*** Source records ***

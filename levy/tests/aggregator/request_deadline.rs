use std::sync::Arc;
use std::time::Duration;

use levy::{Levy, LevyError, Period};
use levy_mock::{MockBehavior, MockProvider};

use crate::helpers::today;

#[tokio::test]
async fn exceeding_the_request_deadline_is_fatal() {
    // Every pair hangs; the pair timeout is far beyond the request deadline,
    // so the deadline is what fires.
    let mock = MockProvider::with_default(MockBehavior::Hang);

    let levy = Levy::builder()
        .with_provider(Arc::new(mock))
        .track_land("134378")
        .pair_timeout(Duration::from_secs(60))
        .request_timeout(Duration::from_millis(100))
        .build()
        .unwrap();

    let err = levy
        .contributions_at(&Period::LastWeek, today())
        .await
        .unwrap_err();

    assert_eq!(err, LevyError::RequestTimeout);
}

#[tokio::test]
async fn deadline_is_not_hit_by_a_healthy_batch() {
    let mock = MockProvider::new();

    let levy = Levy::builder()
        .with_provider(Arc::new(mock))
        .track_land("134378")
        .request_timeout(Duration::from_secs(5))
        .build()
        .unwrap();

    let report = levy
        .contributions_at(&Period::LastWeek, today())
        .await
        .unwrap();
    assert_eq!(report.pairs.len(), 1);
}
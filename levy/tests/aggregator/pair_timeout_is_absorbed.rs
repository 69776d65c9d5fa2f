use std::sync::Arc;
use std::time::Duration;

use levy::{Levy, LevyError, Period};
use levy_mock::{MockBehavior, MockProvider, row};

use crate::helpers::{d, today};

#[tokio::test]
async fn a_hung_pair_times_out_and_the_batch_continues() {
    let mock = MockProvider::new();
    mock.script(
        "134378",
        d(2024, 3, 3),
        MockBehavior::Return(vec![row("K1", 10.0)]),
    )
    .await;
    mock.script("135682", d(2024, 3, 3), MockBehavior::Hang).await;

    let levy = Levy::builder()
        .with_provider(Arc::new(mock))
        .track_lands(["134378", "135682"])
        .pair_timeout(Duration::from_millis(100))
        .build()
        .unwrap();

    let report = levy
        .contributions_at(&Period::LastWeek, today())
        .await
        .unwrap();

    assert_eq!(report.data.len(), 1);
    assert_eq!(report.data[0].kingdom_id.as_str(), "K1");

    let timed_out = report.pairs.iter().find(|p| !p.is_ok()).unwrap();
    assert_eq!(timed_out.land_id.as_str(), "135682");
    assert_eq!(
        timed_out.error,
        Some(LevyError::provider_timeout("levy-mock"))
    );
}
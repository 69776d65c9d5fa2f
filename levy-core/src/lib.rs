//! levy-core
//!
//! Core types, traits, and utilities shared across the levy ecosystem.
//!
//! - `types`: common data structures (lands, kingdoms, contribution rows,
//!   reports).
//! - `provider`: the `ContributionProvider` trait implemented by upstream
//!   connectors.
//! - `calendar`: pure UTC date helpers for reporting-period resolution and
//!   weekly (Sunday–Saturday) window expansion.
//!
//! Everything in this crate is runtime-agnostic: the provider trait is
//! `async` via `async-trait`, but nothing here spawns tasks or owns
//! sockets. Orchestration (fan-out, timeouts, filtering) lives in the
//! `levy` crate.
#![warn(missing_docs)]

/// Pure UTC calendar utilities: period resolution and window expansion.
pub mod calendar;
mod error;
/// The `ContributionProvider` trait implemented by upstream connectors.
pub mod provider;
pub mod types;

pub use calendar::{DateRange, Period, WeeklyWindow, resolve, weekly_windows};
pub use error::LevyError;
pub use provider::ContributionProvider;
pub use types::*;
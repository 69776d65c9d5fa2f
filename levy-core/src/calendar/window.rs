use chrono::{Datelike, Duration, NaiveDate};
use serde::{Deserialize, Serialize};

use super::DateRange;

/// A fixed Sunday-to-Saturday 7-day bucket, the only query granularity the
/// upstream contribution API accepts.
#[derive(Debug, Clone, Copy, PartialEq, Eq, Hash, PartialOrd, Ord, Serialize, Deserialize)]
#[serde(transparent)]
pub struct WeeklyWindow {
    start: NaiveDate,
}

impl WeeklyWindow {
    /// Window beginning on `start`. Windows produced by [`weekly_windows`]
    /// always start on a Sunday; records stamped from upstream data inherit
    /// whatever date the provider reported.
    #[must_use]
    pub const fn starting(start: NaiveDate) -> Self {
        Self { start }
    }

    /// First day of the window (inclusive).
    #[must_use]
    pub const fn start(&self) -> NaiveDate {
        self.start
    }

    /// Last day of the window (inclusive): `start + 6` days.
    #[must_use]
    pub fn end(&self) -> NaiveDate {
        self.start
            .checked_add_signed(Duration::days(6))
            .unwrap_or(self.start)
    }

    /// Standard inclusive interval overlap against a [`DateRange`]:
    /// `start <= range.to && range.from <= end`.
    #[must_use]
    pub fn overlaps(&self, range: &DateRange) -> bool {
        self.start <= range.to && range.from <= self.end()
    }
}

/// The Sunday on or before `date` (UTC).
pub(crate) fn sunday_on_or_before(date: NaiveDate) -> NaiveDate {
    let back = i64::from(date.weekday().num_days_from_sunday());
    date.checked_sub_signed(Duration::days(back)).unwrap_or(date)
}

/// The Saturday on or after `date` (UTC).
fn saturday_on_or_after(date: NaiveDate) -> NaiveDate {
    let fwd = 6 - i64::from(date.weekday().num_days_from_sunday());
    date.checked_add_signed(Duration::days(fwd)).unwrap_or(date)
}

/// Expand a range into the ordered, non-overlapping sequence of weekly
/// windows whose union covers it.
///
/// `range.from` snaps backward to the preceding (or same) Sunday and
/// `range.to` snaps forward to the following (or same) Saturday; consecutive
/// 7-day windows are emitted between the two. Any `from <= to` range
/// produces at least one window. A degenerate range (see [`DateRange`])
/// whose endpoints fall in the same week still yields that week; one whose
/// snapped start passes its snapped end yields none.
///
/// ```
/// use chrono::NaiveDate;
/// use levy_core::calendar::{DateRange, weekly_windows};
///
/// let range = DateRange::try_new(
///     NaiveDate::from_ymd_opt(2024, 3, 4).unwrap(),
///     NaiveDate::from_ymd_opt(2024, 3, 13).unwrap(),
/// )
/// .unwrap();
/// let windows = weekly_windows(&range);
/// assert_eq!(windows.len(), 2);
/// assert_eq!(windows[0].start(), NaiveDate::from_ymd_opt(2024, 3, 3).unwrap());
/// assert_eq!(windows[1].end(), NaiveDate::from_ymd_opt(2024, 3, 16).unwrap());
/// ```
#[must_use]
pub fn weekly_windows(range: &DateRange) -> Vec<WeeklyWindow> {
    let first = sunday_on_or_before(range.from);
    let last = saturday_on_or_after(range.to);

    let mut out = Vec::new();
    let mut cur = first;
    while cur <= last {
        out.push(WeeklyWindow::starting(cur));
        match cur.checked_add_signed(Duration::days(7)) {
            Some(next) => cur = next,
            None => break,
        }
    }
    out
}
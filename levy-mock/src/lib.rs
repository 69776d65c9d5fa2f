use std::collections::HashMap;

use async_trait::async_trait;
use chrono::NaiveDate;
use tokio::sync::Mutex;

use levy_core::{
    ContributionProvider, KingdomId, KingdomTotal, LandId, LevyError, WeeklyWindow,
};

/// Instruction for how a (land, week) pair fetch should behave.
#[derive(Clone)]
pub enum MockBehavior {
    /// Return the provided rows immediately.
    Return(Vec<KingdomTotal>),
    /// Fail immediately with the provided error.
    Fail(LevyError),
    /// Hang indefinitely (simulate a stalled upstream).
    Hang,
}

type PairKey = (LandId, NaiveDate);

/// Scriptable provider for deterministic tests and examples.
///
/// Behaviors are keyed by (land, window start); pairs without a scripted
/// behavior use the default (empty rows unless overridden). Every call is
/// recorded so tests can assert the exact (window × land) cross-product.
pub struct MockProvider {
    rules: Mutex<HashMap<PairKey, MockBehavior>>,
    default: MockBehavior,
    requests: Mutex<Vec<PairKey>>,
}

impl Default for MockProvider {
    fn default() -> Self {
        Self::new()
    }
}

impl MockProvider {
    /// Provider whose unscripted pairs return no rows.
    #[must_use]
    pub fn new() -> Self {
        Self::with_default(MockBehavior::Return(Vec::new()))
    }

    /// Provider with a custom behavior for unscripted pairs.
    #[must_use]
    pub fn with_default(default: MockBehavior) -> Self {
        Self {
            rules: Mutex::new(HashMap::new()),
            default,
            requests: Mutex::new(Vec::new()),
        }
    }

    /// Script the behavior for one (land, week-start) pair.
    pub async fn script(
        &self,
        land: impl Into<LandId>,
        week_start: NaiveDate,
        behavior: MockBehavior,
    ) {
        let mut rules = self.rules.lock().await;
        rules.insert((land.into(), week_start), behavior);
    }

    /// The pairs fetched so far, in call order.
    pub async fn requests(&self) -> Vec<PairKey> {
        self.requests.lock().await.clone()
    }
}

/// Convenience constructor for a contribution row.
#[must_use]
pub fn row(kingdom_id: &str, total: f64) -> KingdomTotal {
    KingdomTotal {
        kingdom_id: KingdomId::new(kingdom_id),
        total,
        name: format!("Kingdom {kingdom_id}"),
        continent: 1,
    }
}

#[async_trait]
impl ContributionProvider for MockProvider {
    fn name(&self) -> &'static str {
        "levy-mock"
    }

    async fn land_contributions(
        &self,
        land: &LandId,
        window: WeeklyWindow,
    ) -> Result<Vec<KingdomTotal>, LevyError> {
        let key = (land.clone(), window.start());
        {
            let mut requests = self.requests.lock().await;
            requests.push(key.clone());
        }

        // Snapshot the behavior without holding the lock across await points.
        let behavior = {
            let rules = self.rules.lock().await;
            rules.get(&key).cloned()
        };

        match behavior.unwrap_or_else(|| self.default.clone()) {
            MockBehavior::Return(rows) => Ok(rows),
            MockBehavior::Fail(e) => Err(e),
            MockBehavior::Hang => {
                std::future::pending::<()>().await;
                unreachable!()
            }
        }
    }
}
//! Aggregate a scripted week of contributions and print the report.
//!
//! Run with: `cargo run --example 01_weekly_report`

use std::sync::Arc;

use chrono::Utc;
use levy::{Levy, Period};
use levy_core::weekly_windows;
use levy_mock::{MockBehavior, MockProvider, row};

#[tokio::main]
async fn main() -> Result<(), Box<dyn std::error::Error>> {
    tracing_subscriber::fmt()
        .with_env_filter(
            tracing_subscriber::EnvFilter::try_from_default_env()
                .unwrap_or_else(|_| "info".into()),
        )
        .init();

    // 1. Script last week's totals on one land.
    let today = Utc::now().date_naive();
    let range = levy_core::resolve(&Period::LastWeek, today);
    let window = weekly_windows(&range)[0];

    let mock = MockProvider::new();
    mock.script(
        "134378",
        window.start(),
        MockBehavior::Return(vec![row("K1", 1250.0), row("K2", 430.0)]),
    )
    .await;

    // 2. Build the aggregator and fetch the report.
    let levy = Levy::builder()
        .with_provider(Arc::new(mock))
        .track_lands(["134378", "135682"])
        .build()?;

    let report = levy.contributions(&Period::LastWeek).await?;

    // 3. Print it.
    println!("Contributions {} to {}:", report.from, report.to);
    for record in &report.data {
        println!(
            "  {:<12} {:>8.0} pts  (land {}, week of {})",
            record.name, record.total, record.land_id, record.date
        );
    }
    println!(
        "{} of {} pairs failed",
        report.failed_pairs(),
        report.pairs.len()
    );

    Ok(())
}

*** End of Source records ***

Try it → Isolate the lines above that contain the word "lock" and copy them.

Exercise response →
        let mut rules = self.rules.lock().await;
        self.requests.lock().await.clone()
            let mut requests = self.requests.lock().await;
        // Snapshot the behavior without holding the lock across await points.
            let rules = self.rules.lock().await;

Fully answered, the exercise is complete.